After the City of Vancouver's decision to end its living wage policy, some businesses are following suit, according to an advocacy group.

Anastasia French, the provincial manager for Living Wage for Families BC said since the city’s decision – which occurred at an in-camera meeting on Jan. 31 – a few organizations have contacted the group saying they are going to end their living wage policies, as well. 

“We’ve had a few difficult conversations with businesses. They want to do the right thing, but also their budgets are tight,” she said. “We are nervous about the chilling effect that this decision will have.”

While businesses struggle with inflation and COVID-related challenges, a number of local employers have recommitted to the living wage policy, including Pulpfiction Books.

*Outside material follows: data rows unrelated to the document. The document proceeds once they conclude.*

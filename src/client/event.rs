//! Server frames → typed client events.

use std::collections::BTreeSet;

use serde_json::Value;
use tracing::warn;

use crate::frame::{
    FRAME_CODE, FRAME_EPOCH, FRAME_MESSAGE, FRAME_ONLINE, Frame, Status, SYSCALL_GATEWAY_ERROR, SYSCALL_HEARTBEAT,
    SYSCALL_NEW_MESSAGE, SYSCALL_PRESENCE_CHANGED, SYSCALL_SESSION_CONNECTED,
};
use crate::model::{Message, UserId};

#[derive(Debug, Clone, PartialEq, Eq)]
pub enum ClientEvent {
    /// First frame of every session.
    Connected { client_id: String, user_id: UserId },
    NewMessage(Message),
    PresenceChanged { online: BTreeSet<UserId>, epoch: u64 },
    HeartbeatAck,
    GatewayError { code: String, message: String },
}

/// Map one server frame to an event. Unknown or malformed frames yield `None`.
#[must_use]
pub fn parse_frame(frame: &Frame) -> Option<ClientEvent> {
    match frame.syscall.as_str() {
        SYSCALL_NEW_MESSAGE => {
            let data: serde_json::Map<String, Value> = frame.data.clone().into_iter().collect();
            match serde_json::from_value::<Message>(Value::Object(data)) {
                Ok(message) => Some(ClientEvent::NewMessage(message)),
                Err(e) => {
                    warn!(id = %frame.id, error = %e, "client: malformed message push");
                    None
                }
            }
        }
        SYSCALL_PRESENCE_CHANGED => {
            let online = frame
                .data
                .get(FRAME_ONLINE)?
                .as_array()?
                .iter()
                .filter_map(Value::as_str)
                .map(UserId::from)
                .collect();
            let epoch = frame.data.get(FRAME_EPOCH).and_then(Value::as_u64).unwrap_or(0);
            Some(ClientEvent::PresenceChanged { online, epoch })
        }
        SYSCALL_SESSION_CONNECTED => Some(ClientEvent::Connected {
            client_id: str_field(frame, "client_id")?,
            user_id: UserId::new(str_field(frame, "user_id")?),
        }),
        SYSCALL_HEARTBEAT if frame.status == Status::Done => Some(ClientEvent::HeartbeatAck),
        SYSCALL_GATEWAY_ERROR => Some(ClientEvent::GatewayError {
            code: str_field(frame, FRAME_CODE).unwrap_or_default(),
            message: str_field(frame, FRAME_MESSAGE).unwrap_or_default(),
        }),
        _ => None,
    }
}

/// Parse a raw websocket text message.
///
/// # Errors
///
/// Returns the JSON error if `text` is not a frame.
pub fn parse_text(text: &str) -> Result<Option<ClientEvent>, serde_json::Error> {
    let frame: Frame = serde_json::from_str(text)?;
    Ok(parse_frame(&frame))
}

fn str_field(frame: &Frame, key: &str) -> Option<String> {
    frame.data.get(key).and_then(Value::as_str).map(str::to_owned)
}

#[cfg(test)]
#[path = "event_test.rs"]
mod tests;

Owner Chris Brayshaw told CTV News cutting wages isn’t something he’s willing to do.

“It’s hard for people who are really concerned about buying food or paying the rent to be able to demonstrate empathy and compassion and common sense – (I) guess the kids call it emotional labour – that you’re required to provide when you’re in a public service environment,” he said. “I don’t want stressed and unhappy people working for me.”

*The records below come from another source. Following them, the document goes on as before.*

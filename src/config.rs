//! Server configuration from environment variables.
//!
//! Every knob has a default so `courier` starts with no environment at all:
//! in-memory message store, query-parameter identity, 60s idle window.

use std::str::FromStr;
use std::time::Duration;

const DEFAULT_PORT: u16 = 3000;
const DEFAULT_DB_MAX_CONNECTIONS: u32 = 5;
const DEFAULT_AUTH_QUERY_PARAM: &str = "user_id";
const DEFAULT_SESSION_IDLE_TIMEOUT_SECS: u64 = 60;
const DEFAULT_CLIENT_QUEUE_CAPACITY: usize = 256;

/// How connections prove their identity.
#[derive(Debug, Clone, Copy, PartialEq, Eq, Default)]
pub enum AuthMode {
    /// Trust a pre-verified id in a query parameter.
    #[default]
    Query,
    /// Look up a `token` query parameter in the `sessions` table.
    Session,
}

impl FromStr for AuthMode {
    type Err = String;

    fn from_str(raw: &str) -> Result<Self, Self::Err> {
        match raw.trim().to_ascii_lowercase().as_str() {
            "query" => Ok(Self::Query),
            "session" => Ok(Self::Session),
            other => Err(format!("unknown AUTH_MODE: {other}")),
        }
    }
}

#[derive(Debug, Clone)]
pub struct ServerConfig {
    pub port: u16,
    pub database_url: Option<String>,
    pub db_max_connections: u32,
    pub auth_mode: AuthMode,
    pub auth_query_param: String,
    /// Sessions with no inbound frame for this long are force-closed.
    pub idle_timeout: Duration,
    /// Per-connection outbound queue depth.
    pub client_queue_capacity: usize,
    /// Allowed CORS origin; any origin when unset.
    pub cors_origin: Option<String>,
}

impl Default for ServerConfig {
    fn default() -> Self {
        Self {
            port: DEFAULT_PORT,
            database_url: None,
            db_max_connections: DEFAULT_DB_MAX_CONNECTIONS,
            auth_mode: AuthMode::Query,
            auth_query_param: DEFAULT_AUTH_QUERY_PARAM.to_owned(),
            idle_timeout: Duration::from_secs(DEFAULT_SESSION_IDLE_TIMEOUT_SECS),
            client_queue_capacity: DEFAULT_CLIENT_QUEUE_CAPACITY,
            cors_origin: None,
        }
    }
}

impl ServerConfig {
    /// Build from the process environment. Unparseable values fall back to
    /// defaults.
    #[must_use]
    pub fn from_env() -> Self {
        Self::from_lookup(|key| std::env::var(key).ok())
    }

    /// Build from an arbitrary key lookup (tests pass a map).
    pub fn from_lookup(lookup: impl Fn(&str) -> Option<String>) -> Self {
        let defaults = Self::default();
        let non_empty = |key: &str| lookup(key).map(|v| v.trim().to_owned()).filter(|v| !v.is_empty());

        Self {
            port: env_parse(&lookup, "PORT", defaults.port),
            database_url: non_empty("DATABASE_URL"),
            db_max_connections: env_parse(&lookup, "DB_MAX_CONNECTIONS", defaults.db_max_connections),
            auth_mode: env_parse(&lookup, "AUTH_MODE", defaults.auth_mode),
            auth_query_param: non_empty("AUTH_QUERY_PARAM").unwrap_or(defaults.auth_query_param),
            idle_timeout: Duration::from_secs(
                env_parse(&lookup, "SESSION_IDLE_TIMEOUT_SECS", DEFAULT_SESSION_IDLE_TIMEOUT_SECS).max(1),
            ),
            client_queue_capacity: env_parse(&lookup, "CLIENT_QUEUE_CAPACITY", defaults.client_queue_capacity).max(1),
            cors_origin: non_empty("CORS_ORIGIN"),
        }
    }
}

fn env_parse<T>(lookup: &impl Fn(&str) -> Option<String>, key: &str, default: T) -> T
where
    T: FromStr,
{
    lookup(key)
        .and_then(|v| v.trim().parse::<T>().ok())
        .unwrap_or(default)
}

#[cfg(test)]
#[path = "config_test.rs"]
mod tests;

In a statement to CTV News, the City of Vancouver said the move was necessary for logistical reasons, not cost-saving ones, adding the "vast majority" of its employees are at or above the living wage already, and noting that in the past when the annual rate dropped, it did not decrease workers' pay. The city said it will now implement a fair wage approach based on a rolling five-year average of the living wage rate.

Living Wage for Families BC calculates the hourly amount someone working full time needs to earn in order to pay for essentials including food, rental housing, transportation and child care. It's based on a household with two employed adults and two children and does not include expenses related to debt repayment or factor in saving for retirement or post-secondary education.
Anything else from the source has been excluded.